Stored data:

//! Webhook tools: arguments are POSTed as JSON to a configured URL.

use std::collections::HashMap;
use std::time::Duration;

use async_trait::async_trait;
use serde::{Deserialize, Serialize};
use serde_json::Value;
use tokio_util::sync::CancellationToken;
use tracing::debug;

use super::{ToolDefinition, ToolError, ToolHandler, ToolResult};

/// Configuration of a webhook tool, as found under `tools:` in YAML.
#[derive(Debug, Clone, PartialEq, Serialize, Deserialize)]
pub struct HttpToolConfig {
    pub name: String,
    #[serde(default)]
    pub description: String,
    /// JSON schema of the arguments object
    #[serde(default)]
    pub parameters: Option<Value>,
    pub url: String,
    /// Per-request timeout; the session's tool timeout still applies.
    #[serde(default)]
    pub timeout_seconds: Option<u64>,
    /// Refused under the safe-only approval policy.
    #[serde(default)]
    pub dangerous: bool,
    /// Extra request headers; values are redacted when serialized.
    #[serde(default, serialize_with = "redact_values")]
    pub headers: HashMap<String, String>,
}

fn redact_values<S: serde::Serializer>(
    headers: &HashMap<String, String>,
    serializer: S,
) -> Result<S::Ok, S::Error> {
    use serde::ser::SerializeMap;
    let mut map = serializer.serialize_map(Some(headers.len()))?;
    for key in headers.keys() {
        map.serialize_entry(key, "***")?;
    }
    map.end()
}

impl HttpToolConfig {
    pub fn definition(&self) -> ToolDefinition {
        let parameters = self
            .parameters
            .clone()
            .unwrap_or_else(|| serde_json::json!({ "type": "object", "properties": {} }));
        ToolDefinition::new(self.name.clone(), self.description.clone(), parameters)
    }
}

pub struct HttpTool {
    client: reqwest::Client,
    url: url::Url,
    timeout: Option<Duration>,
    headers: HashMap<String, String>,
}

impl HttpTool {
    pub fn from_config(client: reqwest::Client, config: &HttpToolConfig) -> Result<Self, url::ParseError> {
        Ok(Self {
            client,
            url: url::Url::parse(&config.url)?,
            timeout: config.timeout_seconds.map(Duration::from_secs),
            headers: config.headers.clone(),
        })
    }

    async fn post(&self, arguments: Value) -> ToolResult<Value> {
        let mut request = self
            .client
            .post(self.url.clone())
            .header("Content-Type", "application/json");
        if let Some(timeout) = self.timeout {
            request = request.timeout(timeout);
        }
        for (key, value) in &self.headers {
            request = request.header(key, value);
        }

        let response = request
            .json(&arguments)
            .send()
            .await
            .map_err(|e| ToolError::Execution(format!("request to {} failed: {e}", self.url)))?;

        let status = response.status();
        let body = response
            .text()
            .await
            .map_err(|e| ToolError::Execution(format!("failed to read response body: {e}")))?;

        if !status.is_success() {
            return Err(ToolError::Execution(format!("HTTP {status}: {body}")));
        }

        debug!(url = %self.url, status = %status, "Webhook tool responded");
        Ok(serde_json::from_str(&body).unwrap_or(Value::String(body)))
    }
}

#[async_trait]
impl ToolHandler for HttpTool {
    async fn call(&self, arguments: Value, cancel: CancellationToken) -> ToolResult<Value> {
        tokio::select! {
            _ = cancel.cancelled() => Err(ToolError::Cancelled),
            result = self.post(arguments) => result,
        }
    }
}

#[cfg(test)]
mod tests {
    use super::*;

    #[test]
    fn test_config_from_yaml() {
        let yaml = r#"
name: lookup_order
description: Look up an order
url: https://example.com/orders
timeout_seconds: 5
dangerous: true
parameters:
  type: object
  properties:
    order_id:
      type: string
"#;
        let config: HttpToolConfig = serde_yaml::from_str(yaml).unwrap();
        assert_eq!(config.name, "lookup_order");
        assert!(config.dangerous);
        let definition = config.definition();
        assert_eq!(definition.parameters["properties"]["order_id"]["type"], "string");
    }

    #[test]
    fn test_definition_defaults_parameters() {
        let config: HttpToolConfig =
            serde_yaml::from_str("name: ping\nurl: http://localhost/ping\n").unwrap();
        assert_eq!(config.definition().parameters["type"], "object");
    }

    #[test]
    fn test_invalid_url_rejected() {
        let config: HttpToolConfig =
            serde_yaml::from_str("name: ping\nurl: not a url\n").unwrap();
        assert!(HttpTool::from_config(reqwest::Client::new(), &config).is_err());
    }
}
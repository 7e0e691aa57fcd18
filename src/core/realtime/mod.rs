//! Speech-to-speech provider transport.
//!
//! The session core never touches the wire. A [`RealtimeTransport`] turns
//! provider traffic into [`InboundEvent`]s and carries out the
//! [`OutboundCommand`]s the session emits.
//!
//! # Audio Format
//!
//! - OpenAI: PCM 16-bit signed little-endian at 24kHz, mono

pub mod openai;

use async_trait::async_trait;
use bytes::Bytes;
use thiserror::Error;

use crate::core::history::ConversationItem;
use crate::core::session::{InboundEvent, OutboundCommand};
use crate::core::turn_detect::TurnDetectionPolicy;

pub use openai::{OpenAIRealtimeConfig, OpenAIRealtimeTransport};

/// Transport failures.
#[derive(Debug, Clone, PartialEq, Eq, Error)]
pub enum TransportError {
    /// Connection to the provider failed
    #[error("Connection failed: {0}")]
    ConnectionFailed(String),

    /// Authentication failed
    #[error("Authentication failed: {0}")]
    AuthenticationFailed(String),

    /// Invalid configuration
    #[error("Invalid configuration: {0}")]
    InvalidConfiguration(String),

    /// WebSocket error
    #[error("WebSocket error: {0}")]
    WebSocketError(String),

    /// Serialization error
    #[error("Serialization error: {0}")]
    SerializationError(String),

    /// Operation timeout
    #[error("Operation timed out: {0}")]
    Timeout(String),

    /// Not connected
    #[error("Not connected")]
    NotConnected,
}

pub type TransportResult<T> = Result<T, TransportError>;

/// A bidirectional provider connection.
///
/// `send` and `append_input_audio` take `&self` so they can be called while
/// another branch of a `select!` is waiting on [`next_event`](Self::next_event).
#[async_trait]
pub trait RealtimeTransport: Send + Sync {
    /// Carry out one session command.
    async fn send(&self, command: OutboundCommand) -> TransportResult<()>;

    /// Stream user audio (PCM16) to the provider's input buffer.
    async fn append_input_audio(&self, audio: Bytes) -> TransportResult<()>;

    /// Next provider event, or `None` once the connection is gone.
    async fn next_event(&mut self) -> Option<InboundEvent>;

    /// Reconfigure provider-side turn detection mid-session.
    async fn set_turn_detection(&self, policy: &TurnDetectionPolicy) -> TransportResult<()>;

    /// Seed the provider conversation with earlier items, e.g. when a
    /// session is resumed from a stored transcript.
    async fn replay_history(&self, items: &[ConversationItem]) -> TransportResult<()>;

    async fn close(&self) -> TransportResult<()>;

    fn is_connected(&self) -> bool;
}

pub type BoxedTransport = Box<dyn RealtimeTransport>;
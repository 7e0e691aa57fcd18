//! Tool calling.
//!
//! Applications register [`ToolHandler`]s with a JSON-schema
//! [`ToolDefinition`]. The [`ToolCallDispatcher`] buffers streamed call
//! arguments, runs each call id at most once with a timeout, and turns every
//! outcome (including failures) into a structured output payload.

mod dispatcher;
mod http;
mod registry;

use std::future::Future;
use std::time::Duration;

use async_trait::async_trait;
use serde::{Deserialize, Serialize};
use serde_json::{Value, json};
use thiserror::Error;
use tokio_util::sync::CancellationToken;

pub use dispatcher::{
    CallStatus, DispatchAction, PendingToolCall, ToolCallDispatcher, ToolExecution, ToolOutcome,
    ToolResolution,
};
pub use http::{HttpTool, HttpToolConfig};
pub use registry::{DuplicateToolError, RegisteredTool, ToolRegistry};

/// Default tool execution timeout.
pub const DEFAULT_TOOL_TIMEOUT: Duration = Duration::from_secs(30);

/// Errors produced while running a tool call.
#[derive(Debug, Clone, PartialEq, Eq, Error)]
pub enum ToolError {
    /// The accumulated argument string is not valid JSON
    #[error("Invalid arguments: {reason}")]
    InvalidArguments { received: String, reason: String },

    /// The handler reported a failure
    #[error("Tool execution failed: {0}")]
    Execution(String),

    /// The handler did not finish within the configured timeout
    #[error("Tool timed out after {timeout_ms}ms")]
    Timeout { timeout_ms: u64 },

    /// A second execution was requested for a call id
    #[error("Duplicate call id: {0}")]
    DuplicateCallId(String),

    /// No tool is registered under the requested name
    #[error("Unknown tool: {0}")]
    UnknownTool(String),

    /// The approval policy refused the call
    #[error("Tool call denied: {0}")]
    Denied(String),

    /// The response that issued the call was cancelled
    #[error("Tool call cancelled")]
    Cancelled,
}

pub type ToolResult<T> = Result<T, ToolError>;

impl ToolError {
    /// Structured payload recorded as the call's output.
    pub fn to_payload(&self) -> Value {
        match self {
            ToolError::InvalidArguments { received, reason } => json!({
                "error": "invalid_arguments",
                "received": received,
                "message": reason,
            }),
            ToolError::Execution(message) => json!({
                "error": "execution_failed",
                "message": message,
            }),
            ToolError::Timeout { timeout_ms } => json!({
                "error": "timeout",
                "timeout_ms": timeout_ms,
            }),
            ToolError::DuplicateCallId(call_id) => json!({
                "error": "duplicate_call_id",
                "call_id": call_id,
            }),
            ToolError::UnknownTool(name) => json!({
                "error": "unknown_tool",
                "name": name,
            }),
            ToolError::Denied(name) => json!({
                "error": "denied",
                "name": name,
            }),
            ToolError::Cancelled => json!({ "error": "cancelled" }),
        }
    }
}

/// Payload recorded for a successful call.
pub fn success_payload(output: Value) -> Value {
    json!({ "success": true, "output": output })
}

/// Schema a tool is advertised to the provider with.
#[derive(Debug, Clone, PartialEq, Serialize, Deserialize)]
pub struct ToolDefinition {
    pub name: String,
    #[serde(default)]
    pub description: String,
    /// JSON schema of the arguments object
    #[serde(default = "empty_parameters")]
    pub parameters: Value,
}

fn empty_parameters() -> Value {
    json!({ "type": "object", "properties": {} })
}

impl ToolDefinition {
    pub fn new(name: impl Into<String>, description: impl Into<String>, parameters: Value) -> Self {
        Self {
            name: name.into(),
            description: description.into(),
            parameters,
        }
    }
}

/// Which tool calls may run without confirmation.
#[derive(Debug, Clone, Copy, PartialEq, Eq, Serialize, Deserialize, Default)]
#[serde(rename_all = "snake_case")]
pub enum ApprovalPolicy {
    /// Every registered tool runs.
    #[default]
    AutoApprove,
    /// Tools registered as dangerous are refused.
    SafeOnly,
}

impl ApprovalPolicy {
    pub fn allows(&self, dangerous: bool) -> bool {
        match self {
            ApprovalPolicy::AutoApprove => true,
            ApprovalPolicy::SafeOnly => !dangerous,
        }
    }
}

impl std::str::FromStr for ApprovalPolicy {
    type Err = String;

    fn from_str(s: &str) -> Result<Self, Self::Err> {
        match s.to_lowercase().as_str() {
            "auto_approve" | "auto" => Ok(ApprovalPolicy::AutoApprove),
            "safe_only" | "safe" => Ok(ApprovalPolicy::SafeOnly),
            other => Err(format!("unknown approval policy '{other}'")),
        }
    }
}

/// An application-supplied tool implementation.
///
/// Handlers are invoked at most once per call id. `cancel` fires when the
/// response that issued the call is cancelled; handlers that can stop early
/// should watch it, the rest may run to completion and their output is
/// discarded.
#[async_trait]
pub trait ToolHandler: Send + Sync {
    async fn call(&self, arguments: Value, cancel: CancellationToken) -> ToolResult<Value>;
}

/// Adapter turning an async closure into a [`ToolHandler`].
pub struct FnTool<F> {
    f: F,
}

impl<F, Fut> FnTool<F>
where
    F: Fn(Value) -> Fut + Send + Sync,
    Fut: Future<Output = ToolResult<Value>> + Send,
{
    pub fn new(f: F) -> Self {
        Self { f }
    }
}

#[async_trait]
impl<F, Fut> ToolHandler for FnTool<F>
where
    F: Fn(Value) -> Fut + Send + Sync,
    Fut: Future<Output = ToolResult<Value>> + Send,
{
    async fn call(&self, arguments: Value, _cancel: CancellationToken) -> ToolResult<Value> {
        (self.f)(arguments).await
    }
}
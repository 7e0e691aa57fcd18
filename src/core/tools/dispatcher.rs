//! Tool call dispatcher.
//!
//! Calls are grouped per response. When the response is done and every call
//! it issued has resolved, the dispatcher reports a single continuation so
//! the session requests exactly one follow-up response per batch.

use std::collections::{HashMap, HashSet};
use std::sync::Arc;
use std::time::Duration;

use serde::Serialize;
use serde_json::Value;
use tokio::time::Instant;
use tokio_util::sync::CancellationToken;

use super::{
    ApprovalPolicy, ToolError, ToolHandler, ToolRegistry, ToolResult, success_payload,
};

#[derive(Debug, Clone, Copy, PartialEq, Eq, Serialize)]
#[serde(rename_all = "snake_case")]
pub enum CallStatus {
    Streaming,
    Complete,
    Executing,
    Done,
    Failed,
}

/// An in-flight tool invocation.
#[derive(Debug, Clone)]
pub struct PendingToolCall {
    pub call_id: String,
    pub response_id: String,
    pub name: Option<String>,
    pub raw_arguments: String,
    pub status: CallStatus,
    pub started_at: Instant,
    cancel: CancellationToken,
}

impl PendingToolCall {
    fn new(call_id: &str, response_id: &str, name: Option<&str>) -> Self {
        Self {
            call_id: call_id.to_string(),
            response_id: response_id.to_string(),
            name: name.map(str::to_string),
            raw_arguments: String::new(),
            status: CallStatus::Streaming,
            started_at: Instant::now(),
            cancel: CancellationToken::new(),
        }
    }
}

/// A tool call ready to run off the session's event loop.
pub struct ToolExecution {
    pub call_id: String,
    pub name: String,
    pub arguments: Value,
    handler: Arc<dyn ToolHandler>,
    cancel: CancellationToken,
    timeout: Duration,
}

impl std::fmt::Debug for ToolExecution {
    fn fmt(&self, f: &mut std::fmt::Formatter<'_>) -> std::fmt::Result {
        f.debug_struct("ToolExecution")
            .field("call_id", &self.call_id)
            .field("name", &self.name)
            .field("arguments", &self.arguments)
            .field("timeout", &self.timeout)
            .finish()
    }
}

impl ToolExecution {
    /// Run the handler, bounded by the timeout and the call's cancellation
    /// token. Always yields an outcome.
    pub async fn run(self) -> ToolOutcome {
        let ToolExecution {
            call_id,
            name,
            arguments,
            handler,
            cancel,
            timeout,
        } = self;
        let started = Instant::now();

        let result = tokio::select! {
            biased;
            _ = cancel.cancelled() => Err(ToolError::Cancelled),
            outcome = tokio::time::timeout(timeout, handler.call(arguments, cancel.clone())) => {
                match outcome {
                    Ok(result) => result,
                    Err(_) => Err(ToolError::Timeout {
                        timeout_ms: timeout.as_millis() as u64,
                    }),
                }
            }
        };

        ToolOutcome {
            call_id,
            name,
            result,
            elapsed: started.elapsed(),
        }
    }

    pub fn cancel_token(&self) -> CancellationToken {
        self.cancel.clone()
    }
}

/// Result of one tool call.
#[derive(Debug, Clone)]
pub struct ToolOutcome {
    pub call_id: String,
    pub name: String,
    pub result: ToolResult<Value>,
    pub elapsed: Duration,
}

impl ToolOutcome {
    pub fn failed(call_id: &str, name: &str, error: ToolError) -> Self {
        Self {
            call_id: call_id.to_string(),
            name: name.to_string(),
            result: Err(error),
            elapsed: Duration::ZERO,
        }
    }

    pub fn is_success(&self) -> bool {
        self.result.is_ok()
    }

    pub fn payload(&self) -> Value {
        match &self.result {
            Ok(output) => success_payload(output.clone()),
            Err(err) => err.to_payload(),
        }
    }
}

/// What the caller must do with a completed argument stream.
#[derive(Debug)]
pub enum DispatchAction {
    /// Spawn the execution and feed its outcome back through
    /// [`ToolCallDispatcher::complete`].
    Execute(ToolExecution),
    /// The call failed before execution; feed the outcome back right away.
    Resolved(ToolOutcome),
}

/// A tool outcome accepted into the conversation.
#[derive(Debug, Clone)]
pub struct ToolResolution {
    pub call_id: String,
    pub name: String,
    pub response_id: String,
    pub payload: Value,
    pub success: bool,
    /// Set on the resolution that closes its response's batch.
    pub continue_response: bool,
}

#[derive(Debug, Default)]
struct Batch {
    outstanding: HashSet<String>,
    resolved: usize,
    sealed: bool,
}

#[derive(Debug)]
pub struct ToolCallDispatcher {
    pending: HashMap<String, PendingToolCall>,
    /// Call ids whose arguments completed; never dispatched again.
    dispatched: HashSet<String>,
    batches: HashMap<String, Batch>,
    timeout: Duration,
    approval: ApprovalPolicy,
}

impl ToolCallDispatcher {
    pub fn new(timeout: Duration, approval: ApprovalPolicy) -> Self {
        Self {
            pending: HashMap::new(),
            dispatched: HashSet::new(),
            batches: HashMap::new(),
            timeout,
            approval,
        }
    }

    pub fn timeout(&self) -> Duration {
        self.timeout
    }

    pub fn pending(&self, call_id: &str) -> Option<&PendingToolCall> {
        self.pending.get(call_id)
    }

    /// Number of calls currently executing.
    pub fn executing(&self) -> usize {
        self.pending
            .values()
            .filter(|call| call.status == CallStatus::Executing)
            .count()
    }

    /// Buffer a streamed argument fragment.
    pub fn on_argument_delta(
        &mut self,
        response_id: &str,
        call_id: &str,
        name: Option<&str>,
        delta: &str,
    ) {
        if self.dispatched.contains(call_id) {
            tracing::debug!(call_id, "Ignoring argument delta for dispatched call");
            return;
        }
        let call = self
            .pending
            .entry(call_id.to_string())
            .or_insert_with(|| PendingToolCall::new(call_id, response_id, name));
        if call.name.is_none() {
            call.name = name.map(str::to_string);
        }
        call.raw_arguments.push_str(delta);
    }

    /// Arguments for `call_id` are complete.
    ///
    /// `arguments`, when given, replaces whatever was streamed. A second
    /// completion for the same call id fails with
    /// [`ToolError::DuplicateCallId`] and nothing runs.
    pub fn on_arguments_done(
        &mut self,
        response_id: &str,
        call_id: &str,
        name: Option<&str>,
        arguments: Option<&str>,
        registry: &ToolRegistry,
    ) -> ToolResult<DispatchAction> {
        if !self.dispatched.insert(call_id.to_string()) {
            tracing::warn!(call_id, "Duplicate tool call completion rejected");
            return Err(ToolError::DuplicateCallId(call_id.to_string()));
        }

        let mut call = self
            .pending
            .remove(call_id)
            .unwrap_or_else(|| PendingToolCall::new(call_id, response_id, name));
        if let Some(name) = name {
            call.name = Some(name.to_string());
        }
        if let Some(arguments) = arguments {
            call.raw_arguments = arguments.to_string();
        }
        call.status = CallStatus::Complete;
        let name = call.name.clone().unwrap_or_default();

        self.batches
            .entry(call.response_id.clone())
            .or_default()
            .outstanding
            .insert(call_id.to_string());

        let tool = match registry.get(&name) {
            Some(tool) => tool,
            None => return Ok(self.fail_early(call, &name, ToolError::UnknownTool(name.clone()))),
        };
        if !self.approval.allows(tool.dangerous) {
            return Ok(self.fail_early(call, &name, ToolError::Denied(name.clone())));
        }

        let raw = call.raw_arguments.trim();
        let parsed = if raw.is_empty() {
            Ok(Value::Object(Default::default()))
        } else {
            serde_json::from_str::<Value>(raw)
        };
        let arguments = match parsed {
            Ok(value) => value,
            Err(e) => {
                let error = ToolError::InvalidArguments {
                    received: call.raw_arguments.clone(),
                    reason: e.to_string(),
                };
                return Ok(self.fail_early(call, &name, error));
            }
        };

        let handler = tool.handler.clone();
        call.status = CallStatus::Executing;
        call.started_at = Instant::now();
        let cancel = call.cancel.clone();
        self.pending.insert(call_id.to_string(), call);

        tracing::info!(call_id, tool = %name, "Dispatching tool call");
        Ok(DispatchAction::Execute(ToolExecution {
            call_id: call_id.to_string(),
            name,
            arguments,
            handler,
            cancel,
            timeout: self.timeout,
        }))
    }

    fn fail_early(&mut self, mut call: PendingToolCall, name: &str, error: ToolError) -> DispatchAction {
        tracing::warn!(call_id = %call.call_id, tool = name, error = %error, "Tool call failed before execution");
        call.status = CallStatus::Failed;
        let outcome = ToolOutcome::failed(&call.call_id, name, error);
        self.pending.insert(call.call_id.clone(), call);
        DispatchAction::Resolved(outcome)
    }

    /// Accept an outcome. Returns `None` when the call is no longer pending
    /// (its response was cancelled); the outcome must then be discarded.
    pub fn complete(&mut self, outcome: ToolOutcome) -> Option<ToolResolution> {
        let mut call = self.pending.remove(&outcome.call_id)?;
        call.status = if outcome.is_success() {
            CallStatus::Done
        } else {
            CallStatus::Failed
        };
        tracing::debug!(
            call_id = %call.call_id,
            status = ?call.status,
            elapsed_ms = outcome.elapsed.as_millis() as u64,
            "Tool call resolved"
        );

        let mut continue_response = false;
        if let Some(batch) = self.batches.get_mut(&call.response_id) {
            batch.outstanding.remove(&call.call_id);
            batch.resolved += 1;
            if batch.sealed && batch.outstanding.is_empty() {
                continue_response = true;
                self.batches.remove(&call.response_id);
            }
        }

        Some(ToolResolution {
            payload: outcome.payload(),
            success: outcome.is_success(),
            call_id: call.call_id,
            name: outcome.name,
            response_id: call.response_id,
            continue_response,
        })
    }

    /// The response issued all its calls. Returns `true` when its batch is
    /// already fully resolved and generation should continue now.
    pub fn seal_response(&mut self, response_id: &str) -> bool {
        let stale: Vec<String> = self
            .pending
            .values()
            .filter(|c| c.response_id == response_id && c.status == CallStatus::Streaming)
            .map(|c| c.call_id.clone())
            .collect();
        for call_id in stale {
            tracing::warn!(call_id, response_id, "Dropping tool call whose arguments never completed");
            self.pending.remove(&call_id);
        }

        let Some(batch) = self.batches.get_mut(response_id) else {
            return false;
        };
        batch.sealed = true;
        if batch.outstanding.is_empty() {
            let resolved = batch.resolved;
            self.batches.remove(response_id);
            return resolved > 0;
        }
        false
    }

    /// Cancel every call issued by a response. Executions are signalled
    /// through their cancellation token; their outcomes will be discarded.
    pub fn cancel_response(&mut self, response_id: &str) -> Vec<String> {
        let ids: Vec<String> = self
            .pending
            .values()
            .filter(|c| c.response_id == response_id)
            .map(|c| c.call_id.clone())
            .collect();
        for call_id in &ids {
            if let Some(call) = self.pending.remove(call_id) {
                call.cancel.cancel();
            }
        }
        self.batches.remove(response_id);
        if !ids.is_empty() {
            tracing::info!(response_id, cancelled = ids.len(), "Cancelled tool calls");
        }
        ids
    }

    pub fn cancel_all(&mut self) -> Vec<String> {
        let ids: Vec<String> = self.pending.keys().cloned().collect();
        for (_, call) in self.pending.drain() {
            call.cancel.cancel();
        }
        self.batches.clear();
        ids
    }
}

• [WORK TO BE COMPLETED]: Look for the string "Instant" in the records, and copy every line where it is found.

• [OUTPUT OF THE TASK]:
use tokio::time::Instant;
    pub started_at: Instant,
            started_at: Instant::now(),
        let started = Instant::now();
        call.started_at = Instant::now();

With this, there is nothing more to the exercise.